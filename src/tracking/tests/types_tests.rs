use super::*;

#[test]
fn test_new_record_is_empty() {
    let record = TrackedRecord::new("sk-abcde...wxyz");
    assert_eq!(record.api_key_preview, "sk-abcde...wxyz");
    assert_eq!(record.first_seen, record.last_updated);
    assert!(record.models.last_check.is_none());
    assert!(record.models.known_models.is_empty());
    assert!(record.models.new_models.is_empty());
    assert!(record.spend.last_check.is_none());
    assert!(record.spend.history.is_empty());
}

#[test]
fn test_known_models_serialize_sorted() {
    let mut record = TrackedRecord::new("preview");
    record.models.known_models.insert("zeta".to_string());
    record.models.known_models.insert("alpha".to_string());
    record.models.known_models.insert("mid".to_string());

    let json = serde_json::to_value(&record).unwrap();
    assert_eq!(
        json["models"]["known_models"],
        serde_json::json!(["alpha", "mid", "zeta"])
    );
}

#[test]
fn test_record_json_shape() {
    let record = TrackedRecord::new("preview");
    let json = serde_json::to_value(&record).unwrap();

    assert!(json["first_seen"].is_string());
    assert!(json["last_updated"].is_string());
    assert!(json["models"]["last_check"].is_null());
    assert!(json["spend"]["history"].as_array().unwrap().is_empty());
}

#[test]
fn test_record_deserializes_duplicate_known_models_as_set() {
    let json = r#"{
        "api_key_preview": "p",
        "first_seen": "2025-01-01T00:00:00Z",
        "last_updated": "2025-01-02T00:00:00Z",
        "models": {"last_check": null, "known_models": ["b", "a", "b"], "new_models": []},
        "spend": {"last_check": null, "history": []}
    }"#;
    let record: TrackedRecord = serde_json::from_str(json).unwrap();
    assert_eq!(record.models.known_models.len(), 2);
}

#[test]
fn test_summary_from_record() {
    let mut record = TrackedRecord::new("preview");
    record.models.known_models.insert("a".to_string());
    record.models.known_models.insert("b".to_string());

    let summary = TrackedKeySummary::from(&record);
    assert_eq!(summary.preview, "preview");
    assert_eq!(summary.model_count, 2);
    assert_eq!(summary.last_updated, record.last_updated);
}

#[test]
fn test_snapshot_with_spend() {
    let snapshot = SpendSnapshot::with_spend(5.0);
    assert_eq!(snapshot.current_spend, Some(5.0));
    assert!(snapshot.budget_limit.is_none());
    assert!(snapshot.model_spend.is_empty());
}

WHAT YOU HAVE TO DO: Extract all lines of the records above that include "history".

RESPONSE AREA:
    assert!(record.spend.history.is_empty());
    assert!(json["spend"]["history"].as_array().unwrap().is_empty());
        "spend": {"last_check": null, "history": []}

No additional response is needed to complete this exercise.